◆ TASK TO CARRY OUT ◆
Report only how many lines of the entries below contain the string "cloned".

Source data
use std::collections::BTreeMap;

use chrono::{DateTime, Local, NaiveDate};
use serde::{Deserialize, Serialize};

use super::field::{FieldError, format_date, format_number, parse_date, parse_number};
use super::remark::RemarkEntry;
use super::{Record, RecordKind};

/// A prospective deal that has not been qualified into an opportunity yet
#[derive(Debug, Clone, PartialEq, Default, Serialize, Deserialize)]
#[serde(rename_all = "camelCase", default)]
pub struct Lead {
    pub id: String,
    pub owner: String,
    pub assignee: String,
    pub name: String,
    pub notes: String,
    pub company_name: String,
    pub contact_name: String,
    pub contact_number: String,
    pub region: String,
    pub country: String,
    #[serde(rename = "type")]
    pub lead_type: String,
    pub priority: String,
    pub next_step: String,
    pub source: String,
    pub status: String,
    pub start_date: Option<NaiveDate>,
    pub closing_date: Option<NaiveDate>,
    pub currency: String,
    pub value: f64,
    pub expected_revenue: f64,
    pub tech_feasibility: String,
    pub implementation_feasibility: String,
    pub sales_feasibility: String,
    pub remarks_history: Vec<RemarkEntry>,
    #[serde(skip_serializing_if = "BTreeMap::is_empty")]
    pub extra: BTreeMap<String, String>,
}

const PENDING: &str = "Pending";

impl Record for Lead {
    const KIND: RecordKind = RecordKind::Leads;

    const FIELDS: &'static [&'static str] = &[
        "owner",
        "assignee",
        "name",
        "notes",
        "companyName",
        "contactName",
        "contactNumber",
        "region",
        "country",
        "type",
        "priority",
        "nextStep",
        "source",
        "status",
        "startDate",
        "closingDate",
        "currency",
        "value",
        "expectedRevenue",
        "techFeasibility",
        "implementationFeasibility",
        "salesFeasibility",
    ];

    const REQUIRED: &'static [&'static str] = &[
        "assignee",
        "name",
        "companyName",
        "contactName",
        "contactNumber",
        "startDate",
        "closingDate",
    ];

    fn id(&self) -> &str {
        &self.id
    }

    fn set_id(&mut self, id: String) {
        self.id = id;
    }

    fn owner(&self) -> &str {
        &self.owner
    }

    fn assignee(&self) -> &str {
        &self.assignee
    }

    fn field(&self, key: &str) -> Option<String> {
        let value = match key {
            "id" => self.id.clone(),
            "owner" => self.owner.clone(),
            "assignee" => self.assignee.clone(),
            "name" => self.name.clone(),
            "notes" => self.notes.clone(),
            "companyName" => self.company_name.clone(),
            "contactName" => self.contact_name.clone(),
            "contactNumber" => self.contact_number.clone(),
            "region" => self.region.clone(),
            "country" => self.country.clone(),
            "type" => self.lead_type.clone(),
            "priority" => self.priority.clone(),
            "nextStep" => self.next_step.clone(),
            "source" => self.source.clone(),
            "status" => self.status.clone(),
            "startDate" => format_date(self.start_date),
            "closingDate" => format_date(self.closing_date),
            "currency" => self.currency.clone(),
            "value" => format_number(self.value),
            "expectedRevenue" => format_number(self.expected_revenue),
            "techFeasibility" => self.tech_feasibility.clone(),
            "implementationFeasibility" => self.implementation_feasibility.clone(),
            "salesFeasibility" => self.sales_feasibility.clone(),
            other => return self.extra.get(other).cloned(),
        };
        Some(value)
    }

    fn set_field(&mut self, key: &str, raw: &str) -> Result<(), FieldError> {
        let text = raw.to_string();
        match key {
            "id" => return Err(FieldError::ReadOnly { field: key.to_string() }),
            "owner" => self.owner = text,
            "assignee" => self.assignee = text,
            "name" => self.name = text,
            "notes" => self.notes = text,
            "companyName" => self.company_name = text,
            "contactName" => self.contact_name = text,
            "contactNumber" => self.contact_number = text,
            "region" => self.region = text,
            "country" => self.country = text,
            "type" => self.lead_type = text,
            "priority" => self.priority = text,
            "nextStep" => self.next_step = text,
            "source" => self.source = text,
            "status" => self.status = text,
            "startDate" => self.start_date = parse_date(key, raw)?,
            "closingDate" => self.closing_date = parse_date(key, raw)?,
            "currency" => self.currency = text,
            "value" => self.value = parse_number(key, raw)?,
            "expectedRevenue" => self.expected_revenue = parse_number(key, raw)?,
            "techFeasibility" => self.tech_feasibility = text,
            "implementationFeasibility" => self.implementation_feasibility = text,
            "salesFeasibility" => self.sales_feasibility = text,
            other => {
                self.extra.insert(other.to_string(), text);
            }
        }
        Ok(())
    }

    fn remarks_history_mut(&mut self) -> Option<&mut Vec<RemarkEntry>> {
        Some(&mut self.remarks_history)
    }

    fn create_defaults(user: &str, now: DateTime<Local>) -> Self {
        Self {
            owner: user.to_string(),
            assignee: "Unassigned".to_string(),
            region: "North America".to_string(),
            status: "Not Contacted".to_string(),
            lead_type: "RFP".to_string(),
            source: "Advertisement".to_string(),
            currency: "USD".to_string(),
            start_date: Some(now.date_naive()),
            value: 0.0,
            expected_revenue: 0.0,
            tech_feasibility: PENDING.to_string(),
            implementation_feasibility: PENDING.to_string(),
            sales_feasibility: PENDING.to_string(),
            ..Default::default()
        }
    }

    fn apply_import_defaults(&mut self, row: &BTreeMap<String, String>, user: &str, now: DateTime<Local>) {
        self.owner = user.to_string();
        self.remarks_history = match row.get("remarks").filter(|r| !r.is_empty()) {
            Some(text) => vec![RemarkEntry::new(text.clone(), user, now)],
            None => Vec::new(),
        };
        self.tech_feasibility = PENDING.to_string();
        self.implementation_feasibility = PENDING.to_string();
        self.sales_feasibility = PENDING.to_string();
    }

    fn list_columns() -> &'static [&'static str] {
        &["Lead ID", "Lead Name", "Lead Owner", "Region", "Lead Type", "Status"]
    }

    fn list_row(&self) -> Vec<String> {
        vec![
            self.id.clone(),
            self.name.clone(),
            self.owner.clone(),
            self.region.clone(),
            self.lead_type.clone(),
            self.status.clone(),
        ]
    }
}
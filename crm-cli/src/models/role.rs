//! User roles

use serde::{Deserialize, Serialize};

/// Role of the person operating the tool
///
/// Roles are matched by label. Labels the tool does not know are kept as
/// `Other` so that a role coming from configuration is never lost.
#[derive(Debug, Clone, PartialEq, Eq, Hash, Serialize, Deserialize)]
#[serde(from = "String", into = "String")]
pub enum UserRole {
    SuperAdmin,
    AdminFounder,
    SalesHead,
    SalesExecutive,
    DeliveryManager,
    PresalesHead,
    PresalesConsultant,
    Other(String),
}

const KNOWN_ROLES: &[UserRole] = &[
    UserRole::SuperAdmin,
    UserRole::AdminFounder,
    UserRole::SalesHead,
    UserRole::SalesExecutive,
    UserRole::DeliveryManager,
    UserRole::PresalesHead,
    UserRole::PresalesConsultant,
];

impl UserRole {
    /// Get display label
    pub fn label(&self) -> &str {
        match self {
            UserRole::SuperAdmin => "Super Admin",
            UserRole::AdminFounder => "Admin/Founder",
            UserRole::SalesHead => "Sales Head",
            UserRole::SalesExecutive => "Sales Executive",
            UserRole::DeliveryManager => "Delivery Manager",
            UserRole::PresalesHead => "Presales Head",
            UserRole::PresalesConsultant => "Presales Consultant",
            UserRole::Other(label) => label,
        }
    }

    /// All known roles (excludes `Other`)
    pub fn all_variants() -> &'static [UserRole] {
        KNOWN_ROLES
    }

    pub fn from_label(label: &str) -> Self {
        let trimmed = label.trim();
        Self::all_variants()
            .iter()
            .find(|r| r.label().eq_ignore_ascii_case(trimmed))
            .cloned()
            .unwrap_or_else(|| UserRole::Other(trimmed.to_string()))
    }

    /// Any role whose label mentions presales belongs to the presales group
    pub fn is_presales(&self) -> bool {
        self.label().contains("Presales")
    }

    /// Whether the role may open the create form on lead, opportunity and action item pages
    pub fn can_create(&self) -> bool {
        *self != UserRole::DeliveryManager
    }
}

impl Default for UserRole {
    fn default() -> Self {
        UserRole::SalesExecutive
    }
}

impl std::fmt::Display for UserRole {
    fn fmt(&self, f: &mut std::fmt::Formatter<'_>) -> std::fmt::Result {
        write!(f, "{}", self.label())
    }
}

impl From<String> for UserRole {
    fn from(label: String) -> Self {
        UserRole::from_label(&label)
    }
}

impl From<UserRole> for String {
    fn from(role: UserRole) -> Self {
        role.label().to_string()
    }
}

impl std::str::FromStr for UserRole {
    type Err = std::convert::Infallible;

    fn from_str(s: &str) -> Result<Self, Self::Err> {
        Ok(UserRole::from_label(s))
    }
}
mod cli;
mod config;
mod models;
mod pages;
mod store;
mod transfer;

use anyhow::Result;
use clap::Parser;

#[tokio::main]
async fn main() -> Result<()> {
    dotenvy::dotenv().ok();
    env_logger::Builder::from_env(env_logger::Env::default().default_filter_or("warn")).init();

    let cli = cli::Cli::parse();
    cli::run(cli).await
}
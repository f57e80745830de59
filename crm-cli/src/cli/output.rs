//! Plain-text tables for list commands

use colored::*;

/// Render rows under bold headers with columns padded to the widest cell
pub fn render_table(headers: &[&str], rows: &[Vec<String>]) -> String {
    let mut widths: Vec<usize> = headers.iter().map(|h| h.chars().count()).collect();
    for row in rows {
        for (idx, cell) in row.iter().enumerate() {
            if let Some(width) = widths.get_mut(idx) {
                *width = (*width).max(cell.chars().count());
            }
        }
    }

    let pad = |text: &str, width: usize| {
        let fill = width.saturating_sub(text.chars().count());
        format!("{}{}", text, " ".repeat(fill))
    };

    let mut out = String::new();
    let header_line: Vec<String> = headers.iter().zip(&widths).map(|(h, w)| pad(h, *w)).collect();
    out.push_str(&header_line.join("  ").trim_end().bold().to_string());
    out.push('\n');

    for row in rows {
        let line: Vec<String> = row
            .iter()
            .zip(&widths)
            .map(|(cell, w)| pad(cell, *w))
            .collect();
        out.push_str(line.join("  ").trim_end());
        out.push('\n');
    }
    out
}
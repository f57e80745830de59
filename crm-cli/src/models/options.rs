//! Picklist values offered by the record forms
//!
//! Picklist fields are stored as plain strings so that imported values the
//! lists do not know about still survive a round trip. These lists drive the
//! form pickers and the "unknown value" warnings raised during import.

use super::RecordKind;

pub const REGIONS: &[&str] = &[
    "North America",
    "South America",
    "Europe",
    "Middle East",
    "Africa",
    "Asia Pacific",
];

pub const COUNTRIES: &[&str] = &[
    "United States",
    "Canada",
    "Mexico",
    "Brazil",
    "United Kingdom",
    "Germany",
    "France",
    "Netherlands",
    "United Arab Emirates",
    "Saudi Arabia",
    "South Africa",
    "India",
    "Singapore",
    "Australia",
    "Japan",
];

pub const SALE_SOURCES: &[&str] = &[
    "Advertisement",
    "Cold Call",
    "Employee Referral",
    "External Referral",
    "Online Store",
    "Partner",
    "Public Relations",
    "Trade Show",
    "Web Research",
];

pub const PRIORITIES: &[&str] = &["High", "Medium", "Low"];

pub const LEAD_TYPES: &[&str] = &["RFP", "RFI", "Direct", "Partner", "Renewal"];

pub const CURRENCIES: &[&str] = &["USD", "EUR", "GBP", "INR", "AED", "SGD", "AUD"];

pub const LEAD_STATUSES: &[&str] = &[
    "Not Contacted",
    "Attempted to Contact",
    "Contact in Future",
    "Contacted",
    "Qualified",
    "Junk Lead",
    "Lost Lead",
];

/// Sale statuses
pub const STATUSES: &[&str] = &[
    "Not Contacted",
    "Attempted to Contact",
    "Contacted",
    "Proposal Sent",
    "Converted to Lead",
    "Closed",
];

pub const ACTION_STATUSES: &[&str] = &["Not Started", "In Progress", "Completed", "Deferred"];

pub const ACTION_TYPES: &[&str] = &["Lead", "Opportunity", "Sale", "General"];

pub const FEASIBILITY_STATUSES: &[&str] = &["Pending", "Feasible", "Not Feasible"];

pub const PRESALES_RECOMMENDATIONS: &[&str] = &["Proceed", "Proceed with Caution", "Do Not Proceed"];

/// Picklist backing a field of a record kind, if the field has one
pub fn options_for(kind: RecordKind, field: &str) -> Option<&'static [&'static str]> {
    let options = match (kind, field) {
        (_, "region") => REGIONS,
        (_, "country") => COUNTRIES,
        (_, "priority") => PRIORITIES,
        (_, "currency") => CURRENCIES,
        (RecordKind::ActionItems, "status") => ACTION_STATUSES,
        (RecordKind::ActionItems, "actionType") => ACTION_TYPES,
        (RecordKind::Leads, "status") => LEAD_STATUSES,
        (RecordKind::Sales, "status") => STATUSES,
        (RecordKind::Leads | RecordKind::Opportunities, "type") => LEAD_TYPES,
        (RecordKind::Leads | RecordKind::Opportunities | RecordKind::Sales, "source") => SALE_SOURCES,
        (RecordKind::Opportunities, "feasibilityStatus") => FEASIBILITY_STATUSES,
        (
            RecordKind::Leads,
            "techFeasibility" | "implementationFeasibility" | "salesFeasibility",
        ) => FEASIBILITY_STATUSES,
        (RecordKind::Opportunities, "presalesRecommendation") => PRESALES_RECOMMENDATIONS,
        _ => return None,
    };
    Some(options)
}

/// Case-sensitive membership check against one of the lists above
pub fn is_known(options: &[&str], value: &str) -> bool {
    options.iter().any(|o| *o == value)
}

◆ RESULT ◆
2